### Work to be completed
List each line of the data in which the string "accepted" appears.

(Items from a data source)
○ ○ ○ ○ ○ ○ ○
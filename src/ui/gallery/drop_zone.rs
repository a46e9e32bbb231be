// SPDX-License-Identifier: MPL-2.0
//! Clickable drop target. Clicking opens the file picker.

use super::component::Message;
use crate::i18n::fluent::I18n;
use crate::ui::design_tokens::{sizing, spacing, typography};
use crate::ui::styles;
use iced::widget::{mouse_area, Container, Text};
use iced::{alignment, mouse, Element, Length};

pub fn view(i18n: &I18n, drag_active: bool) -> Element<'_, Message> {
    let label_key = if drag_active {
        "drop-zone-active"
    } else {
        "drop-zone-label"
    };

    let zone = Container::new(Text::new(i18n.tr(label_key)).size(typography::BODY_LG))
        .width(Length::Fill)
        .height(Length::Fixed(sizing::DROP_ZONE_HEIGHT))
        .padding(spacing::MD)
        .align_x(alignment::Horizontal::Center)
        .align_y(alignment::Vertical::Center)
        .style(styles::container::drop_zone(drag_active));

    mouse_area(zone)
        .on_press(Message::OpenPicker)
        .interaction(mouse::Interaction::Pointer)
        .into()
}
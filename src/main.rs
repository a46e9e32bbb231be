// SPDX-License-Identifier: MPL-2.0
use ai_gallery::app::{self, paths, Flags};
use std::path::PathBuf;

const HELP: &str = "\
Usage: ai_gallery [OPTIONS] [FILES...]

Options:
  --lang <LOCALE>            UI language (e.g. en-US, fr)
  --endpoint <URL>           Analyze service endpoint
  --config-dir <DIR>         Directory holding settings.toml
  --diagnostics-out <FILE>   Write a diagnostics report on exit
  -h, --help                 Print this help
";

fn parse_flags(mut args: pico_args::Arguments) -> Result<Flags, pico_args::Error> {
    let lang = args.opt_value_from_str("--lang")?;
    let endpoint = args.opt_value_from_str("--endpoint")?;
    let config_dir = args.opt_value_from_str("--config-dir")?;
    let diagnostics_out = args.opt_value_from_str("--diagnostics-out")?;
    let files = args
        .finish()
        .into_iter()
        .map(PathBuf::from)
        .collect();

    Ok(Flags {
        lang,
        endpoint,
        config_dir,
        diagnostics_out,
        files,
    })
}

fn main() -> iced::Result {
    let mut args = pico_args::Arguments::from_env();
    if args.contains(["-h", "--help"]) {
        print!("{HELP}");
        return Ok(());
    }

    let flags = match parse_flags(args) {
        Ok(flags) => flags,
        Err(err) => {
            eprintln!("Error: {err}\n\n{HELP}");
            std::process::exit(2);
        }
    };

    paths::init_cli_overrides(flags.config_dir.clone());
    app::run(flags)
}
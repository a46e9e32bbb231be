// SPDX-License-Identifier: MPL-2.0
//! Message handlers for the application.
//!
//! Handlers receive an [`UpdateContext`] of mutable borrows into `App` so
//! they stay free functions that tests can drive directly.

use super::Message;
use crate::application::{analyze_batch, port::Analyzer, BatchReport};
use crate::diagnostics::{DiagnosticsCollector, SubmissionSource};
use crate::i18n::fluent::I18n;
use crate::media::{select_images, DropCollector, IMAGE_EXTENSIONS};
use crate::ui::gallery::{self, Effect};
use crate::ui::notifications::{self, Notification};
use crate::ui::widgets::animated_spinner;
use iced::Task;
use std::path::{Path, PathBuf};
use std::sync::Arc;
use std::time::Instant;

/// Mutable view of the application state used by the handlers.
pub struct UpdateContext<'a> {
    pub i18n: &'a I18n,
    pub gallery: &'a mut gallery::State,
    pub analyzer: Option<&'a Arc<dyn Analyzer>>,
    pub drops: &'a mut DropCollector,
    pub notifications: &'a mut notifications::Manager,
    pub diagnostics: &'a mut DiagnosticsCollector,
    pub diagnostics_out: Option<&'a Path>,
    pub spinner_rotation: &'a mut f32,
    pub last_tick: &'a mut Option<Instant>,
}

pub fn handle_gallery_message(ctx: &mut UpdateContext<'_>, message: gallery::Message) -> Task<Message> {
    let (effect, task) = ctx.gallery.handle_message(message);
    let task = task.map(Message::Gallery);

    match effect {
        Effect::None => task,
        Effect::OpenPicker => Task::batch([task, open_picker(ctx.i18n.tr("picker-filter-name"))]),
        Effect::Searched { query_len, matches } => {
            ctx.diagnostics.handle().log_search(query_len, matches);
            task
        }
    }
}

/// Opens the native multi-file picker filtered to image extensions.
fn open_picker(filter_name: String) -> Task<Message> {
    Task::perform(
        async move {
            rfd::AsyncFileDialog::new()
                .add_filter(filter_name, IMAGE_EXTENSIONS)
                .pick_files()
                .await
                .map(|handles| {
                    handles
                        .into_iter()
                        .map(|handle| handle.path().to_path_buf())
                        .collect()
                })
        },
        Message::PickerClosed,
    )
}

pub fn handle_file_hovered(ctx: &mut UpdateContext<'_>, hovered: bool) -> Task<Message> {
    ctx.gallery.set_drag_active(hovered);
    Task::none()
}

pub fn handle_file_dropped(ctx: &mut UpdateContext<'_>, path: PathBuf, now: Instant) -> Task<Message> {
    ctx.gallery.set_drag_active(false);
    ctx.drops.push(path, now);
    Task::none()
}

pub fn handle_picker_closed(ctx: &mut UpdateContext<'_>, paths: Option<Vec<PathBuf>>) -> Task<Message> {
    match paths {
        Some(paths) => submit_files(ctx, paths, SubmissionSource::FileDialog),
        None => Task::none(),
    }
}

/// Filters `paths` to images and starts one analyze batch.
///
/// A batch without images is a no-op: no loading state, no request.
pub fn submit_files(
    ctx: &mut UpdateContext<'_>,
    paths: Vec<PathBuf>,
    source: SubmissionSource,
) -> Task<Message> {
    let intake = select_images(paths);
    ctx.diagnostics
        .handle()
        .log_submission(source, intake.accepted.len(), intake.rejected);

    if intake.is_empty() {
        return Task::none();
    }

    let Some(analyzer) = ctx.analyzer.map(Arc::clone) else {
        ctx.notifications
            .push(Notification::error("notification-client-init-error"));
        return Task::none();
    };

    ctx.gallery.begin_batch();
    let uploads = intake.accepted;
    Task::perform(
        async move { analyze_batch(&*analyzer, uploads).await },
        Message::BatchFinished,
    )
}

pub fn handle_batch_finished(ctx: &mut UpdateContext<'_>, report: &BatchReport) -> Task<Message> {
    let summary = ctx.gallery.finish_batch(report);

    for (upload, err) in report.failures() {
        eprintln!("Failed to analyze {}: {}", upload.file_name(), err);
    }
    ctx.diagnostics.record_batch(report, summary.committed);

    if summary.error.is_none() && summary.committed > 0 {
        ctx.notifications.push(
            Notification::success("notification-batch-success")
                .with_arg("count", summary.committed.to_string()),
        );
    }
    Task::none()
}

/// Flushes settled drops, expires toasts and advances the spinner.
pub fn handle_tick(ctx: &mut UpdateContext<'_>, now: Instant) -> Task<Message> {
    ctx.notifications.tick(now);

    if ctx.gallery.is_loading() {
        if let Some(last) = *ctx.last_tick {
            *ctx.spinner_rotation = animated_spinner::advance(
                *ctx.spinner_rotation,
                now.saturating_duration_since(last),
            );
        }
    }
    *ctx.last_tick = Some(now);

    match ctx.drops.take_if_settled(now) {
        Some(paths) => submit_files(ctx, paths, SubmissionSource::DragDrop),
        None => Task::none(),
    }
}

/// Writes the diagnostics report if requested, then exits.
pub fn handle_window_close(ctx: &mut UpdateContext<'_>) -> Task<Message> {
    if let Some(path) = ctx.diagnostics_out {
        if let Err(err) = ctx.diagnostics.export_to_file(path) {
            eprintln!("Failed to write diagnostics to {}: {}", path.display(), err);
        }
    }
    iced::exit()
}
○ ○ ○ ○ ○ ○ ○
### Response below
        .log_submission(source, intake.accepted.len(), intake.rejected);
    let uploads = intake.accepted;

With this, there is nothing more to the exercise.